The Tia is neck deep in poetry today.  So, instead of an original post, I am giving you an early humor essay I wrote.  (The writing quality is slightly embarrassing, but hopefully it will make you smile.)

The Great Child Migration

A significant population shift takes place every weekend, and scientists continue their research into the cause.  Every Friday, children from all over the country pile into mini vans and SUVs lugging backpacks, suitcases, and schoolbags, bound for a different home, and a different set of parents.  This change in habitat is short lived, lasting for just the weekend, but it reoccurs on a regular schedule, happening every week of the year.  The exact cause remains unknown, but studies suggest this trend owes its existence to Joint Custody.
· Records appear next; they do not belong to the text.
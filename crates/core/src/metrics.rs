//! Metrics sinks.
//!
//! The manager emits a [`pv_protocol::Event`] for every state transition,
//! syncer call, retry and reconciliation change. How those events are
//! counted, exported or shown is up to the sink; the manager never formats
//! metrics itself.
//!
//! Sinks are called from worker tasks after the table lock is released, so
//! they must be cheap and must not block.
//!
//! # Example
//!
//! ```rust
//! use pv_core::metrics::MetricsSink;
//! use pv_protocol::Event;
//!
//! struct LoggingSink;
//!
//! impl MetricsSink for LoggingSink {
//!     fn emit(&self, event: &Event) {
//!         tracing::info!(?event, "process event");
//!     }
//! }
//! ```

use pv_protocol::Event;
use tokio::sync::mpsc;

/// Receives manager events.
pub trait MetricsSink: Send + Sync {
    fn emit(&self, event: &Event);
}

/// Discards every event.
#[derive(Debug, Clone, Copy, Default)]
pub struct NoopMetricsSink;

impl MetricsSink for NoopMetricsSink {
    fn emit(&self, _event: &Event) {}
}

/// Forwards events into a bounded channel, dropping them when it is full.
#[derive(Debug, Clone)]
pub struct ChannelMetricsSink {
    tx: mpsc::Sender<Event>,
}

impl ChannelMetricsSink {
    pub fn new(tx: mpsc::Sender<Event>) -> Self {
        Self { tx }
    }

    /// A sink and the receiving end of a channel with `capacity` slots.
    pub fn channel(capacity: usize) -> (Self, mpsc::Receiver<Event>) {
        let (tx, rx) = mpsc::channel(capacity.max(1));
        (Self::new(tx), rx)
    }
}

impl MetricsSink for ChannelMetricsSink {
    fn emit(&self, event: &Event) {
        if let Err(mpsc::error::TrySendError::Full(dropped)) = self.tx.try_send(event.clone()) {
            tracing::trace!(process_id = %dropped.process_id(), "metrics channel full, event dropped");
        }
    }
}

impl<F> MetricsSink for F
where
    F: Fn(&Event) + Send + Sync,
{
    fn emit(&self, event: &Event) {
        self(event)
    }
}

#[cfg(test)]
mod tests {
    use super::*;
    use parking_lot::Mutex;
    use pv_protocol::ProcessId;
    use std::sync::Arc;

    fn purged(id: &str) -> Event {
        Event::ProcessPurged {
            process_id: ProcessId::new(id).unwrap(),
        }
    }

    #[tokio::test]
    async fn test_channel_sink_delivers_and_drops_when_full() {
        let (sink, mut rx) = ChannelMetricsSink::channel(2);

        sink.emit(&purged("a"));
        sink.emit(&purged("b"));
        sink.emit(&purged("c"));

        assert_eq!(rx.recv().await, Some(purged("a")));
        assert_eq!(rx.recv().await, Some(purged("b")));
        assert!(rx.try_recv().is_err(), "third event was dropped");
    }

    #[test]
    fn test_channel_sink_ignores_closed_receiver() {
        let (sink, rx) = ChannelMetricsSink::channel(1);
        drop(rx);
        sink.emit(&purged("a"));
    }

    #[test]
    fn test_closure_sink() {
        let seen = Arc::new(Mutex::new(Vec::new()));
        let sink = {
            let seen = Arc::clone(&seen);
            move |event: &Event| seen.lock().push(event.process_id().clone())
        };

        sink.emit(&purged("x"));
        NoopMetricsSink.emit(&purged("y"));

        assert_eq!(*seen.lock(), vec![ProcessId::new("x").unwrap()]);
    }
}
Initially triggered by the now common Divorce, Joint Custody affects many families raising children.  Two or more sets of parents lay claim to one child.  In this co-parenting set up, children live in one location Monday through Friday, but switch to a different home for the final two days of each week.  The Great Child Migration, as scientists now refer to the phenomenon, poses many challenges to the families as well as those hapless individuals caught in this tide of domestic upheaval.

Problems encountered during this trek vary.  The parent giving up the child suffers an extreme range of emotion, from overwrought hysteria to relief.  The parent on the receiving end often struggles with the new responsibility, unprepared for the feeding and maintenance of the child.  Commercial food establishments offer the best solution to their quandary.  Fast food giant McDonald’s unofficially reports a 75 percent increase in the sale of the Happy Meal on Friday nights.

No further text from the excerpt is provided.